La contamination environnementale due à l’exploitation minière illégale s’accompagne hélas de la traite des personnes : la main-d’œuvre esclave ou l’abus sexuel. « La violence à l’encontre des adolescents et des femmes est un cri qui parvient au ciel », protesta le Pape avec force. Il haussa aussi la voix contre « la pression que des organismes internationaux exercent sur certains pays pour qu’ils promeuvent des politiques de reproduction visant la stérilisation ». « La culture de nos peuples est signe de vie. L’Amazonie, outre qu’elle constitue une réserve de biodiversité, est également une réserve culturelle que nous devons sauvegarder face aux nouveaux colonialismes », expliqua-t-il, notant que « face aux différents impérialismes, la famille des peuples autochtones a été le meilleur rempart de la vie ».
Plus largement, tous les peuples sont concernés par cet « effort spécial » que demande le Vicaire du Christ, « pour ne pas nous laisser attraper par les colonialismes idéologiques sous le couvert de progrès qui imprègnent peu à peu en dissipant les identités culturelles et en établissant une pensée uniforme, unique… ». Nous sommes tous, en ce sens, des Indiens d’Amazonie !
Je suis, moi aussi, un Indien d’Amazonie : c’est sans doute ce que François voulait nous faire comprendre en se laissant coiffer d’une couronne de plumes multicolores, plaidant pour que se façonne dans le dialogue « une Église avec un visage amazonien et une Église avec un visage indigène », montrant que « le Christ s’est incarné aussi dans une culture, la culture juive, et à partir d’elle, il s’est offert à nous comme nouveauté pour tous les peuples, de façon que chacun, à partir de son identité, se retrouve personnellement en lui ».

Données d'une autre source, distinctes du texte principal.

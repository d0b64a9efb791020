use crate::cli::ProblemsArgs;
use crate::error::Result;
use ribopose::core::templates::TemplateLibrary;
use ribopose::workflows::problems;
use tracing::info;

pub fn run(args: ProblemsArgs) -> Result<()> {
    let library = match &args.template_set {
        Some(path) => {
            info!("Loading nucleotide templates from {:?}", path);
            TemplateLibrary::load(path)?
        }
        None => TemplateLibrary::builtin().clone(),
    };

    println!("Built-in assembly problems:");
    println!();
    for problem in problems::all(&library)? {
        println!(
            "  {:<12} {:>3} residues   {}",
            problem.name,
            problem.residue_count(),
            problem.description
        );
    }
    println!();
    println!("Assemble one with: ribopose run --problem <NAME>");

    Ok(())
}
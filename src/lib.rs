#![doc = include_str!("../README.md")]
#![warn(missing_docs)]

/// Command-line runner for cohort selection.
pub mod app;
/// Class partitioning, capping, reservation, and matching pipeline.
pub mod builder;
/// Class criteria, reservation conditions, and cohort configuration.
pub mod config;
/// Centralized constants used across labeling, reservation, and matching.
pub mod constants;
/// Document records and cohort output types.
pub mod data;
/// Single-record class assignment.
pub mod labeler;
/// Proximity matching of negatives to positives.
pub mod matcher;
/// JSON Lines metadata loading and row filters.
pub mod metadata;
/// Evaluation-only reservation of positives.
pub mod reservation;
/// Deterministic RNG and id sampling helpers.
pub mod rng;
/// Balance metrics for selected cohorts.
pub mod summary;
/// Shared type aliases.
pub mod types;
/// Text and field normalization helpers.
pub mod utils;

mod errors;

pub use builder::{ClassPartition, CohortBuilder};
pub use config::{
    ClassCriteria, ClassMode, CohortConfig, DateRange, MatchOrder, ReservationCondition,
    ReservationConditions,
};
pub use data::{ClassLabel, Cohort, DateField, DocumentRecord, MatchedPair, RecordTable};
pub use errors::CohortError;
pub use labeler::classify;
pub use matcher::{MatchOutcome, NegativePool, closest, match_all, match_available, proximity};
pub use metadata::{
    LoadReport, LoadedMetadata, MetadataFilter, load_metadata, load_metadata_from_reader,
};
pub use reservation::reserve;
pub use rng::{CohortRng, sample_ids};
pub use summary::{CohortSummary, summarize};
pub use types::{ColumnName, ConditionToken, DocId, Gender, Nation, Tag, Year};
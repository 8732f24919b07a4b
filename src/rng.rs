use std::collections::BTreeSet;

use rand::seq::IndexedRandom;
use rand::{Rng, RngCore, SeedableRng};

use crate::types::DocId;

/// Small deterministic RNG (splitmix64) for reproducible cohort selection.
///
/// Every random decision the engine makes draws from one instance passed in
/// by the caller, so the same seed and inputs reproduce the same cohort.
#[derive(Debug, Clone)]
pub struct CohortRng {
    state: u64,
}

impl CohortRng {
    /// Create a generator seeded with `seed`.
    pub fn new(seed: u64) -> Self {
        Self { state: seed }
    }

    /// Current internal state; feeding it to [`CohortRng::new`] resumes the stream.
    pub fn state(&self) -> u64 {
        self.state
    }

    fn next_u64_internal(&mut self) -> u64 {
        let mut z = self.state.wrapping_add(0x9E3779B97F4A7C15);
        self.state = z;
        z = (z ^ (z >> 30)).wrapping_mul(0xBF58476D1CE4E5B9);
        z = (z ^ (z >> 27)).wrapping_mul(0x94D049BB133111EB);
        z ^ (z >> 31)
    }
}

impl RngCore for CohortRng {
    fn next_u32(&mut self) -> u32 {
        self.next_u64_internal() as u32
    }

    fn next_u64(&mut self) -> u64 {
        self.next_u64_internal()
    }

    fn fill_bytes(&mut self, dest: &mut [u8]) {
        let mut offset = 0;
        while offset < dest.len() {
            let value = self.next_u64_internal();
            let bytes = value.to_le_bytes();
            let remaining = dest.len() - offset;
            let copy_len = remaining.min(bytes.len());
            dest[offset..offset + copy_len].copy_from_slice(&bytes[..copy_len]);
            offset += copy_len;
        }
    }
}

impl SeedableRng for CohortRng {
    type Seed = [u8; 8];

    fn from_seed(seed: Self::Seed) -> Self {
        Self::new(u64::from_le_bytes(seed))
    }

    fn seed_from_u64(state: u64) -> Self {
        Self::new(state)
    }
}

/// Uniformly sample `amount` ids without replacement.
///
/// Ids are drawn from their sorted order, so the result depends only on the
/// set contents and the RNG stream. Asking for at least as many ids as exist
/// returns the whole set without consuming randomness.
pub fn sample_ids<R: Rng + ?Sized>(
    ids: &BTreeSet<DocId>,
    amount: usize,
    rng: &mut R,
) -> BTreeSet<DocId> {
    if amount >= ids.len() {
        return ids.clone();
    }
    let ordered: Vec<&DocId> = ids.iter().collect();
    ordered
        .choose_multiple(rng, amount)
        .map(|id| (*id).clone())
        .collect()
}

Contre l’uniformisation libérale et marchande qui veut faire de l’humanité une esclave asservie à ses besoins de consommation, l’Eglise catholique mène la bataille décisive en faveur du respect de la dignité et de la liberté des personnes, au service de la vie. « Chaque culture et chaque cosmovision qui reçoivent l’Évangile enrichissent l’Eglise par la perception d’une nouvelle facette du visage du Christ », a redit le Pape depuis le Pérou, nous indiquant le Dieu incarné et la promesse de la vie éternelle, à travers le témoignage des peuples indigènes : « Je suis le chemin, la vérité, la vie » (Jean 14, 6).